In therapy rooms, these stories sometimes shrink, not with confrontation, but with small, concrete wins. A client who once boasted about “consulting for start‑ups” might channel that same dramatic flair into building a modest but real freelance profile—less impressive on paper, far more stable in life. The narrative “upgrade” gets replaced by narrative *craft*: using the same imagination to write music, fiction, or comedy, where exaggeration is not a breach of trust but the whole point.
If we start treating compulsive deception more like a treatable condition than a moral verdict, whole systems might shift. Courts could weigh intent and control the way referees distinguish fouls from accidents. Workplaces might move from “zero tolerance” to early intervention, like offering coaching before someone’s CV myths explode. And as digital traces reveal patterns of embellishment, platforms may face a choice: quietly flag risk, or design feeds that don’t reward the most dramatic self‑reinventions.

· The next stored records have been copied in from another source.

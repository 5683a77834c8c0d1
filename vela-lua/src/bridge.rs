//! Host values into Lua
//!
//! Variables arrive as JSON values. The conversion is a closed match: every
//! JSON shape maps to exactly one Lua shape, and anything else that is
//! `Serialize` goes through `serde_json::to_value` first.

use mlua::{Lua, Result as LuaResult, Table, Value};
use serde::Serialize;
use serde_json::{Map, Number};
use std::collections::BTreeMap;

/// Convert a JSON value into a Lua value
///
/// `null` becomes `nil`, arrays become 1-based sequences and objects become
/// tables keyed by string. Integers that fit in `i64` stay integers.
pub fn to_lua(lua: &Lua, value: &serde_json::Value) -> LuaResult<Value> {
    Ok(match value {
        serde_json::Value::Null => Value::Nil,
        serde_json::Value::Bool(b) => Value::Boolean(*b),
        serde_json::Value::Number(n) => number_to_lua(n),
        serde_json::Value::String(s) => Value::String(lua.create_string(s)?),
        serde_json::Value::Array(items) => {
            let table = lua.create_table_with_capacity(items.len(), 0)?;
            for (index, item) in items.iter().enumerate() {
                table.raw_set(index + 1, to_lua(lua, item)?)?;
            }
            Value::Table(table)
        }
        serde_json::Value::Object(map) => Value::Table(map_to_table(lua, map)?),
    })
}

/// Convert a JSON object into a Lua table
pub fn map_to_table(lua: &Lua, map: &Map<String, serde_json::Value>) -> LuaResult<Table> {
    let table = lua.create_table_with_capacity(0, map.len())?;
    for (key, value) in map {
        table.raw_set(key.as_str(), to_lua(lua, value)?)?;
    }
    Ok(table)
}

/// Convert a string map, such as a platform namespace, into a Lua table
pub fn strings_to_table(lua: &Lua, map: &BTreeMap<String, String>) -> LuaResult<Table> {
    let table = lua.create_table_with_capacity(0, map.len())?;
    for (key, value) in map {
        table.raw_set(key.as_str(), value.as_str())?;
    }
    Ok(table)
}

/// Convert any serializable host value
pub fn serialize_to_lua<T: Serialize + ?Sized>(lua: &Lua, value: &T) -> LuaResult<Value> {
    let value = serde_json::to_value(value).map_err(mlua::Error::external)?;
    to_lua(lua, &value)
}

fn number_to_lua(n: &Number) -> Value {
    if let Some(i) = n.as_i64() {
        Value::Integer(i)
    } else if let Some(u) = n.as_u64() {
        // above i64::MAX
        Value::Number(u as f64)
    } else {
        Value::Number(n.as_f64().unwrap_or(f64::NAN))
    }
}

Pathological lying sits in a murky zone between choice and constraint, blame and diagnosis. That ambiguity can be oddly hopeful: if stories can spiral out of control, they can also be rewritten. The task isn’t to “catch” every false note like a hostile audience, but to help people retune their narrative voice until truth starts to feel playable again.
Before next week, ask yourself: “In the last few days, when have I ‘told a better version’ of the truth (exaggerated, left key parts out, or changed details to avoid discomfort), and what exactly was I hoping to gain or protect in that moment?” Then ask: “If I replay just one of those moments, what is the most honest version of that story I could have told—and what discomfort, rejection, or consequence was I afraid would happen if I said it that way?” Finally, ask: “Who is one safe person I could experiment with telling the full, unpolished truth about a small recent lie to, and what specific sentence could I use to open that conversation (for example, ‘I realized I wasn’t fully honest with you about X, and I’d like to correct that’)?”